So a few events converged in the last few days that led me to listen to the audiobook of this singular novel by Poe. For one, I decided to use an audible credit for a complete collection of Poe that had been recently recorded by contemporary readers. Many of the previous Poe audio collections are either really short, really old, really bad, or some combination. This one had some familiar voices and a recent production. So good. It seemed to indicate that it was only stories and poems, and didn’t have much in the way of a guide, but whatever. Basically, I didn’t expect the novel to be included.
But it was.
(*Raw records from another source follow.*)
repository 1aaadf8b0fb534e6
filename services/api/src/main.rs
use talent_mcdm_api::run;

#[tokio::main]
async fn main() {
    if let Err(err) = run().await {
        eprintln!("application error: {err}");
        std::process::exit(1);
    }
}
use crate::cli::ServeArgs;
use crate::infra::{load_positions, AppState};
use crate::routes::with_selection_routes;
use axum::Extension;
use axum_prometheus::PrometheusMetricLayer;
use std::sync::atomic::Ordering;
use std::sync::Arc;
use talent_mcdm::config::AppConfig;
use talent_mcdm::error::AppError;
use talent_mcdm::telemetry;
use talent_mcdm::workflows::selection::SelectionService;
use tracing::info;

pub(crate) async fn run(mut args: ServeArgs) -> Result<(), AppError> {
    let mut config = AppConfig::load()?;

    if let Some(host) = args.host.take() {
        config.server.host = host;
    }
    if let Some(port) = args.port.take() {
        config.server.port = port;
    }

    telemetry::init(&config.telemetry)?;

    let (prometheus_layer, prometheus_handle) = PrometheusMetricLayer::pair();
    let readiness_flag = Arc::new(std::sync::atomic::AtomicBool::new(false));
    let app_state = AppState {
        readiness: readiness_flag.clone(),
        metrics: Arc::new(prometheus_handle),
    };

    let positions = load_positions(config.data.job_positions_csv.as_deref())?;
    let selection_service = Arc::new(SelectionService::new(config.ranking.clone(), positions));

    let app = with_selection_routes(selection_service)
        .layer(Extension(app_state))
        .layer(prometheus_layer);

    let addr = config.server.socket_addr()?;
    let listener = tokio::net::TcpListener::bind(addr).await?;
    readiness_flag.store(true, Ordering::Release);

    info!(?config.environment, %addr, "candidate ranking service ready");

    axum::serve(listener, app).await?;
    Ok(())
}
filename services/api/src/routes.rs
use crate::infra::AppState;
use axum::http::{header, StatusCode};
use axum::response::IntoResponse;
use axum::Extension;
use axum::Json;
use serde_json::json;
use std::sync::Arc;
use talent_mcdm::workflows::selection::{selection_router, SelectionService};

pub(crate) fn with_selection_routes(service: Arc<SelectionService>) -> axum::Router {
    selection_router(service)
        .route("/health", axum::routing::get(healthcheck))
        .route("/ready", axum::routing::get(readiness_endpoint))
        .route("/metrics", axum::routing::get(metrics_endpoint))
}

pub(crate) async fn healthcheck() -> Json<serde_json::Value> {
    Json(json!({ "status": "ok" }))
}

pub(crate) async fn readiness_endpoint(Extension(state): Extension<AppState>) -> impl IntoResponse {
    let ready = state.readiness.load(std::sync::atomic::Ordering::Relaxed);
    let status = if ready {
        StatusCode::OK
    } else {
        StatusCode::SERVICE_UNAVAILABLE
    };

    let payload = if ready {
        json!({ "status": "ready" })
    } else {
        json!({ "status": "initializing" })
    };

    (status, Json(payload))
}

pub(crate) async fn metrics_endpoint(Extension(state): Extension<AppState>) -> impl IntoResponse {
    (
        StatusCode::OK,
        [(header::CONTENT_TYPE, "text/plain; version=0.0.4")],
        state.metrics.render(),
    )
}
use std::sync::Arc;

use axum::{
    extract::State,
    http::StatusCode,
    response::{IntoResponse, Response},
    routing::{get, post},
    Router,
};
use serde_json::json;

use super::service::{SelectionReport, SelectionRequest, SelectionService};
use crate::error::AppError;

/// Router builder exposing the ranking pipeline and the position catalogue.
pub fn selection_router(service: Arc<SelectionService>) -> Router {
    Router::new()
        .route("/api/v1/selection/rank", post(rank_handler))
        .route("/api/v1/selection/positions", get(positions_handler))
        .with_state(service)
}

pub(crate) async fn rank_handler(
    State(service): State<Arc<SelectionService>>,
    axum::Json(request): axum::Json<SelectionRequest>,
) -> Result<axum::Json<SelectionReport>, AppError> {
    let report = service.evaluate(&request)?;
    Ok(axum::Json(report))
}

pub(crate) async fn positions_handler(State(service): State<Arc<SelectionService>>) -> Response {
    let payload = json!({
        "positions": service.positions(),
    });
    (StatusCode::OK, axum::Json(payload)).into_response()
}
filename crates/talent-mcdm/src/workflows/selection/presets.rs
use super::domain::{
    DecisionPole, DiscWeights, EnergyPole, InformationPole, JobProfile, LifestylePole,
    MbtiPreference, PapiContext,
};

impl JobProfile {
    /// Built-in positions offered when no job position export is configured.
    pub fn presets() -> Vec<JobProfile> {
        vec![
            preset(
                "Pre-Sales",
                PapiContext::GroupAffinity,
                (
                    EnergyPole::Extraverted,
                    InformationPole::Intuition,
                    DecisionPole::Thinking,
                    LifestylePole::Judging,
                ),
                [0.3, 0.4, 0.2, 0.1],
            ),
            preset(
                "IT Developer",
                PapiContext::Theoretical,
                (
                    EnergyPole::Introverted,
                    InformationPole::Intuition,
                    DecisionPole::Thinking,
                    LifestylePole::Perceiving,
                ),
                [0.1, 0.2, 0.2, 0.5],
            ),
            preset(
                "Sales Manager",
                PapiContext::PersonalRelations,
                (
                    EnergyPole::Extraverted,
                    InformationPole::Sensing,
                    DecisionPole::Feeling,
                    LifestylePole::Judging,
                ),
                [0.2, 0.3, 0.3, 0.2],
            ),
            preset(
                "Admin",
                PapiContext::DetailOriented,
                (
                    EnergyPole::Introverted,
                    InformationPole::Sensing,
                    DecisionPole::Thinking,
                    LifestylePole::Judging,
                ),
                [0.4, 0.1, 0.3, 0.2],
            ),
            preset(
                "Marketing",
                PapiContext::Change,
                (
                    EnergyPole::Extraverted,
                    InformationPole::Intuition,
                    DecisionPole::Feeling,
                    LifestylePole::Perceiving,
                ),
                [0.25, 0.25, 0.25, 0.25],
            ),
        ]
    }

    /// Case-insensitive lookup among `profiles` by title.
    pub fn find<'a>(profiles: &'a [JobProfile], title: &str) -> Option<&'a JobProfile> {
        let wanted = title.trim();
        profiles
            .iter()
            .find(|profile| profile.title.eq_ignore_ascii_case(wanted))
    }
}

fn preset(
    title: &str,
    papi_context: PapiContext,
    (energy, information, decision, lifestyle): (
        EnergyPole,
        InformationPole,
        DecisionPole,
        LifestylePole,
    ),
    [dominance, influence, steadiness, conscientiousness]: [f64; 4],
) -> JobProfile {
    JobProfile {
        title: title.to_string(),
        papi_context,
        mbti: MbtiPreference {
            energy,
            information,
            decision,
            lifestyle,
        },
        disc: DiscWeights {
            dominance,
            influence,
            steadiness,
            conscientiousness,
        },
    }
}
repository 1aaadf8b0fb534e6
mod common;
mod routing;
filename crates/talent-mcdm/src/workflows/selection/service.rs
use serde::{Deserialize, Serialize};
use tracing::info;

use super::aggregation::aggregate_with_diagnostics;
use super::criteria::{CriteriaTable, DegenerateColumn};
use super::domain::{JobProfile, RawCandidate, RawJobProfile, SelectionError};
use super::ranking::{
    electre, vikor, CriteriaWeights, ElectreParams, ElectreResult, RankingMethod, VikorResult,
    DEFAULT_STRATEGY_WEIGHT,
};

/// Defaults applied when a request leaves ranking parameters unset.
#[derive(Debug, Clone, PartialEq, Serialize, Deserialize)]
pub struct RankingConfig {
    pub weights: CriteriaWeights,
    pub vikor_v: f64,
    pub electre: ElectreParams,
}

impl Default for RankingConfig {
    fn default() -> Self {
        Self {
            weights: CriteriaWeights::default(),
            vikor_v: DEFAULT_STRATEGY_WEIGHT,
            electre: ElectreParams::default(),
        }
    }
}

/// Either a catalogued position title or an inline job profile row.
#[derive(Debug, Clone, PartialEq, Serialize, Deserialize)]
#[serde(untagged)]
pub enum JobSelector {
    Title(String),
    Profile(RawJobProfile),
}

/// One ranking run: candidates, the position they are measured against, and overrides.
#[derive(Debug, Clone, PartialEq, Serialize, Deserialize)]
pub struct SelectionRequest {
    pub candidates: Vec<RawCandidate>,
    pub job: JobSelector,
    #[serde(default)]
    pub weights: Option<Vec<f64>>,
    #[serde(default)]
    pub v: Option<f64>,
    #[serde(default)]
    pub electre: Option<ElectreParams>,
    /// Engines to run; empty runs all of them.
    #[serde(default)]
    pub methods: Vec<RankingMethod>,
}

#[derive(Debug, Clone, PartialEq, Serialize)]
pub struct SelectionReport {
    pub job: JobProfile,
    pub criteria: CriteriaTable,
    pub aggregation_warnings: Vec<DegenerateColumn>,
    #[serde(skip_serializing_if = "Option::is_none")]
    pub vikor: Option<VikorResult>,
    #[serde(skip_serializing_if = "Option::is_none")]
    pub electre: Option<ElectreResult>,
}

/// Stateless facade chaining aggregation and the ranking engines.
#[derive(Debug, Clone)]
pub struct SelectionService {
    config: RankingConfig,
    positions: Vec<JobProfile>,
}

impl SelectionService {
    pub fn new(config: RankingConfig, positions: Vec<JobProfile>) -> Self {
        Self { config, positions }
    }

    pub fn with_presets(config: RankingConfig) -> Self {
        Self::new(config, JobProfile::presets())
    }

    pub fn config(&self) -> &RankingConfig {
        &self.config
    }

    pub fn positions(&self) -> &[JobProfile] {
        &self.positions
    }

    pub fn resolve_job(&self, selector: &JobSelector) -> Result<JobProfile, SelectionError> {
        match selector {
            JobSelector::Title(title) => JobProfile::find(&self.positions, title)
                .cloned()
                .ok_or_else(|| {
                    SelectionError::invalid(format!("unknown job position '{}'", title.trim()))
                }),
            JobSelector::Profile(raw) => JobProfile::try_from(raw.clone()),
        }
    }

    pub fn evaluate(&self, request: &SelectionRequest) -> Result<SelectionReport, SelectionError> {
        let job = self.resolve_job(&request.job)?;
        let weights = match &request.weights {
            Some(weights) => CriteriaWeights::try_from(weights.as_slice())?,
            None => self.config.weights,
        };
        let v = request.v.unwrap_or(self.config.vikor_v);
        let electre_params = request.electre.unwrap_or(self.config.electre);

        let aggregation = aggregate_with_diagnostics(&request.candidates, &job)?;
        let runs = |method| request.methods.is_empty() || request.methods.contains(&method);

        let vikor = if runs(RankingMethod::Vikor) {
            Some(vikor(&aggregation.table, &weights, v)?)
        } else {
            None
        };
        let electre = if runs(RankingMethod::Electre) {
            Some(electre(&aggregation.table, &weights, &electre_params)?)
        } else {
            None
        };

        info!(
            job = %job.title,
            candidates = aggregation.table.len(),
            vikor_leader = vikor.as_ref().and_then(|result| result.rows.first()).map(|row| row.name.as_str()),
            electre_leader = electre.as_ref().and_then(|result| result.rows.first()).map(|row| row.name.as_str()),
            "selection ranking evaluated"
        );

        Ok(SelectionReport {
            job,
            criteria: aggregation.table,
            aggregation_warnings: aggregation.warnings,
            vikor,
            electre,
        })
    }
}
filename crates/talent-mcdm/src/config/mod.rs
use std::env;
use std::fmt;
use std::net::{IpAddr, SocketAddr};
use std::path::PathBuf;

use crate::workflows::selection::{
    CriteriaWeights, DiscordanceRule, ElectreParams, RankingConfig, SelectionError,
    DEFAULT_STRATEGY_WEIGHT,
};

/// Distinguishes runtime behavior for different stages of the service.
#[derive(Debug, Clone, Copy, PartialEq, Eq)]
pub enum AppEnvironment {
    Development,
    Test,
    Production,
}

impl AppEnvironment {
    fn from_str(value: &str) -> Self {
        match value.trim().to_ascii_lowercase().as_str() {
            "prod" | "production" => Self::Production,
            "test" | "ci" => Self::Test,
            _ => Self::Development,
        }
    }
}

/// Top-level configuration for the application.
#[derive(Debug, Clone)]
pub struct AppConfig {
    pub environment: AppEnvironment,
    pub server: ServerConfig,
    pub telemetry: TelemetryConfig,
    pub ranking: RankingConfig,
    pub data: DataConfig,
}

impl AppConfig {
    pub fn load() -> Result<Self, ConfigError> {
        dotenvy::dotenv().ok();

        let environment = AppEnvironment::from_str(
            &env::var("APP_ENV").unwrap_or_else(|_| "development".to_string()),
        );

        let host = env::var("APP_HOST").unwrap_or_else(|_| "127.0.0.1".to_string());
        let port = env::var("APP_PORT")
            .unwrap_or_else(|_| "3000".to_string())
            .parse::<u16>()
            .map_err(|_| ConfigError::InvalidPort)?;

        let log_level = env::var("APP_LOG_LEVEL").unwrap_or_else(|_| "info".to_string());

        let weights = match env::var("APP_CRITERIA_WEIGHTS") {
            Ok(raw) => parse_weights(&raw)?,
            Err(_) => CriteriaWeights::default(),
        };
        let vikor_v = match env::var("APP_VIKOR_V") {
            Ok(raw) => parse_strategy_weight(&raw)?,
            Err(_) => DEFAULT_STRATEGY_WEIGHT,
        };
        let discordance_rule = match env::var("APP_ELECTRE_DISCORDANCE") {
            Ok(raw) => parse_discordance_rule(&raw)?,
            Err(_) => DiscordanceRule::default(),
        };

        let candidates_csv = env::var("APP_CANDIDATES_CSV")
            .map(PathBuf::from)
            .unwrap_or_else(|_| PathBuf::from("dataset.csv"));
        let job_positions_csv = env::var("APP_JOB_POSITIONS_CSV")
            .ok()
            .filter(|value| !value.trim().is_empty())
            .map(PathBuf::from);

        Ok(Self {
            environment,
            server: ServerConfig { host, port },
            telemetry: TelemetryConfig { log_level },
            ranking: RankingConfig {
                weights,
                vikor_v,
                electre: ElectreParams {
                    discordance_rule,
                    ..ElectreParams::default()
                },
            },
            data: DataConfig {
                candidates_csv,
                job_positions_csv,
            },
        })
    }
}

/// Settings controlling the HTTP server binding.
#[derive(Debug, Clone)]
pub struct ServerConfig {
    pub host: String,
    pub port: u16,
}

impl ServerConfig {
    pub fn socket_addr(&self) -> Result<SocketAddr, ConfigError> {
        if self.host.eq_ignore_ascii_case("localhost") {
            return Ok(SocketAddr::new(IpAddr::from([127, 0, 0, 1]), self.port));
        }

        let ip: IpAddr = self
            .host
            .parse()
            .map_err(|source| ConfigError::InvalidHost { source })?;

        Ok(SocketAddr::new(ip, self.port))
    }
}

/// Tracing controls.
#[derive(Debug, Clone)]
pub struct TelemetryConfig {
    pub log_level: String,
}

/// Locations of the tabular exports read by the CLI.
#[derive(Debug, Clone)]
pub struct DataConfig {
    pub candidates_csv: PathBuf,
    /// Falls back to the built-in positions when unset.
    pub job_positions_csv: Option<PathBuf>,
}

/// Parses a comma separated list of five criteria weights.
pub fn parse_weights(raw: &str) -> Result<CriteriaWeights, ConfigError> {
    let values = raw
        .split(',')
        .map(|value| value.trim().parse::<f64>())
        .collect::<Result<Vec<_>, _>>()
        .map_err(|_| ConfigError::InvalidWeights {
            value: raw.to_string(),
            source: None,
        })?;

    let invalid = |source| ConfigError::InvalidWeights {
        value: raw.to_string(),
        source: Some(source),
    };
    let weights = CriteriaWeights::try_from(values).map_err(invalid)?;
    weights.ensure_normalized().map_err(invalid)?;
    Ok(weights)
}

pub fn parse_strategy_weight(raw: &str) -> Result<f64, ConfigError> {
    raw.trim()
        .parse::<f64>()
        .ok()
        .filter(|v| (0.0..=1.0).contains(v))
        .ok_or_else(|| ConfigError::InvalidStrategyWeight(raw.to_string()))
}

pub fn parse_discordance_rule(raw: &str) -> Result<DiscordanceRule, ConfigError> {
    match raw.trim().to_ascii_lowercase().as_str() {
        "at_most" | "at-most" | "le" => Ok(DiscordanceRule::AtMostThreshold),
        "at_least" | "at-least" | "ge" => Ok(DiscordanceRule::AtLeastThreshold),
        _ => Err(ConfigError::InvalidDiscordanceRule(raw.to_string())),
    }
}

#[derive(Debug)]
pub enum ConfigError {
    InvalidPort,
    InvalidHost {
        source: std::net::AddrParseError,
    },
    InvalidWeights {
        value: String,
        source: Option<SelectionError>,
    },
    InvalidStrategyWeight(String),
    InvalidDiscordanceRule(String),
}

impl fmt::Display for ConfigError {
    fn fmt(&self, f: &mut fmt::Formatter<'_>) -> fmt::Result {
        match self {
            ConfigError::InvalidPort => write!(f, "APP_PORT must be a valid u16"),
            ConfigError::InvalidHost { .. } => {
                write!(f, "APP_HOST must parse to an IPv4 or IPv6 address")
            }
            ConfigError::InvalidWeights { value, .. } => write!(
                f,
                "APP_CRITERIA_WEIGHTS must hold five comma separated weights summing to 1 (got '{}')",
                value
            ),
            ConfigError::InvalidStrategyWeight(value) => {
                write!(f, "APP_VIKOR_V must be a number in [0, 1] (got '{}')", value)
            }
            ConfigError::InvalidDiscordanceRule(value) => write!(
                f,
                "APP_ELECTRE_DISCORDANCE must be 'at_most' or 'at_least' (got '{}')",
                value
            ),
        }
    }
}

impl std::error::Error for ConfigError {
    fn source(&self) -> Option<&(dyn std::error::Error + 'static)> {
        match self {
            ConfigError::InvalidHost { source } => Some(source),
            ConfigError::InvalidWeights {
                source: Some(source),
                ..
            } => Some(source),
            ConfigError::InvalidPort
            | ConfigError::InvalidWeights { source: None, .. }
            | ConfigError::InvalidStrategyWeight(_)
            | ConfigError::InvalidDiscordanceRule(_) => None,
        }
    }
}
So good.
Second event was that my girlfriend was reading this article about 19th century boat stories of the Arctic: http://www.newyorker.com/magazine/2017/04/24/literatures-arctic-obsession
And well, I figured here we go.
This is a a silly novel in a lot of ways because a lot of energy is spent trying to convince the reader that it’s true, despite the fact that as an object, the novel itself seems like an impossibility…indeed the very artifact itself seems like it could only have been lost in the final section of the novel. But it’s about a young Nantucket man who hides aboard a boat, gets caught, get free, gets stranded, get hungry, eats a man, gets rescued, gets impressed, gets traveled to the antarctic (where they inexplicably have polar bears), gets trapped with natives, gets violent, gets boated, and gets dead.
It’s got the same good things and bad things about most of Poe: outlandishness, bombastic writing, confabulation, overwrought, too much, and too little. You decide which is which.
But it was the first I’d read it, so that was nice.